1. Health
You can opt-out at any time. Please refer to our privacy policy for contact information.

Discuss in my forum

What Does it Mean When My Test Results Are Inconsistent?

By

Updated May 22, 2014

Written or reviewed by a board-certified physician. See About.com's Medical Review Board.

Hand holding cup with urine sample
Arthur Tilley/Stockbyte/Getty Images
Question: What Does it Mean When My Test Results Are Inconsistent?
The other day I got a phone call from a very confused woman. She told me that she didn't know whether or not she had chlamydia because her urine test was positive, but her genital culture was negative. She, and her doctors, had decided to take a course of antibiotics as though she was infected, but she didn't understand how the two tests could disagree. This is what I explained to her.
Answer: No diagnostic test is perfect. Although most modern STD tests are very good, no test is going to be 100% accurate 100% of the time. The measure of how good a test is has to do with its sensitivity and specificity which, respectively, measure how good a test is at finding people who have the disease and who don't have the disease.

The importance of sensitivity is obvious to most people, but why should it matter how good a test is at detecting people who don't have the disease? The answer is this: Without being able to accurately detect someone's negative state, the test results would be overwhelmed with false positives.

A false positive result is when a test says that a person has a disease when they do not. Conversely, a false negative result is when a test incorrectly says a person does not have a disease. Depending on the severity of the disease, and doctors' ability to treat it, one or the other type of false result may have more severe consequences. For example, in a non-contagious disease where treatment delay doesn't have any long-term consequences but the treatment itself is grueling, false positives are far worse than false negatives. On the other hand, if early treatment is important for good outcomes, false negatives will cause more significant problems.

How often a test gives a false positive or false negative result depends not only on the sensitivity and specificity of the test but how common the disease is. I could show you the math to prove it (and do in this piece over here), but since I figure that the vast majority of my readers would skip right over it I'll ask you to take me at my word. It is important to understand this, however, since it's why testing companies and physicians can't just give you a simple answer as to how likely an incorrect result is. It depends not only on the test but on the population it is used in.

So what do you do if you get two different results from two different diagnostic tests? It depends on the disease. If it's easy enough to treat, and the treatment doesn't have any serious side effects, just go with the flow and take the drugs prescribed for you. If not, then take yet another test. Depending on the type of tests involved, it becomes less and less likely that you would continue to have false results with each subsequent test that you take.

This is actually the principal behind most HIV testing protocols. False negatives aren't that common on HIV tests (although they do occur), but false positives can be more of a problem. That's why most labs do a second test for anyone who initially turns out to be HIV positive. If both tests are positive, the individual in question is almost certainly infected.
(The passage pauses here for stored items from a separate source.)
//! Interrupt suppression around the timing-critical part of a read.

/// Controls delivery of interrupts (or other preemption) on the target.
pub trait InterruptControl {
    /// Stop interrupts from being serviced.
    fn disable(&mut self);

    /// Resume interrupt delivery.
    fn enable(&mut self);
}

impl<T: InterruptControl + ?Sized> InterruptControl for &mut T {
    fn disable(&mut self) {
        T::disable(self)
    }

    fn enable(&mut self) {
        T::enable(self)
    }
}

/// Leaves interrupts untouched.
///
/// For hosted targets, or when the caller already runs the read with
/// interrupts masked.
#[derive(Clone, Copy, Debug, Default)]
pub struct NoInterruptControl;

impl InterruptControl for NoInterruptControl {
    fn disable(&mut self) {}

    fn enable(&mut self) {}
}

/// Interrupts stay disabled for as long as this guard lives.
///
/// Dropping the guard re-enables them, so every exit path of the enclosing
/// scope (including `?` and early returns) releases the section.
pub struct InterruptFree<'a, I: InterruptControl + ?Sized> {
    ctrl: &'a mut I,
}

impl<'a, I: InterruptControl + ?Sized> InterruptFree<'a, I> {
    pub fn new(ctrl: &'a mut I) -> Self {
        ctrl.disable();
        InterruptFree { ctrl }
    }
}

impl<I: InterruptControl + ?Sized> Drop for InterruptFree<'_, I> {
    fn drop(&mut self) {
        self.ctrl.enable();
    }
}

/// [`InterruptControl`] backed by the `critical-section` crate.
///
/// Only one section is held at a time; a second `disable` while already
/// disabled is ignored.
#[cfg(feature = "critical-section")]
#[derive(Default)]
pub struct CriticalSectionControl {
    restore: Option<critical_section::RestoreState>,
}

#[cfg(feature = "critical-section")]
impl CriticalSectionControl {
    pub const fn new() -> Self {
        CriticalSectionControl { restore: None }
    }

    /// Whether a critical section is currently held.
    pub fn is_active(&self) -> bool {
        self.restore.is_some()
    }
}

#[cfg(feature = "critical-section")]
impl InterruptControl for CriticalSectionControl {
    fn disable(&mut self) {
        if self.restore.is_none() {
            // SAFETY: the matching release happens in `enable` or `drop`,
            // with the state returned here.
            self.restore = Some(unsafe { critical_section::acquire() });
        }
    }

    fn enable(&mut self) {
        if let Some(state) = self.restore.take() {
            // SAFETY: `state` came from the `acquire` in `disable`.
            unsafe { critical_section::release(state) };
        }
    }
}

#[cfg(feature = "critical-section")]
impl Drop for CriticalSectionControl {
    fn drop(&mut self) {
        self.enable();
    }
}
Rapid tests are an exception to this rule, which is why they are primarily available in high prevalence settings. In areas where HIV is relatively common, for instance, a rapid test does a relatively good job of correctly diagnosing positive individuals and not vastly over diagnosing negative individuals.

Source:

Walensky RP, Paltiel AD."Rapid HIV testing at home: does it solve a problem or create one?" Ann Intern Med. 2006 Sep 19;145(6):459-62.

  1. About.com
  2. Health
  3. Sexually Transmitted Diseases (STDs)
  4. Testing & Diagnosis
  5. False Positive or False Negative STD Test Results

©2014 About.com. All rights reserved.

We comply with the HONcode standard
for trustworthy health
information: verify here.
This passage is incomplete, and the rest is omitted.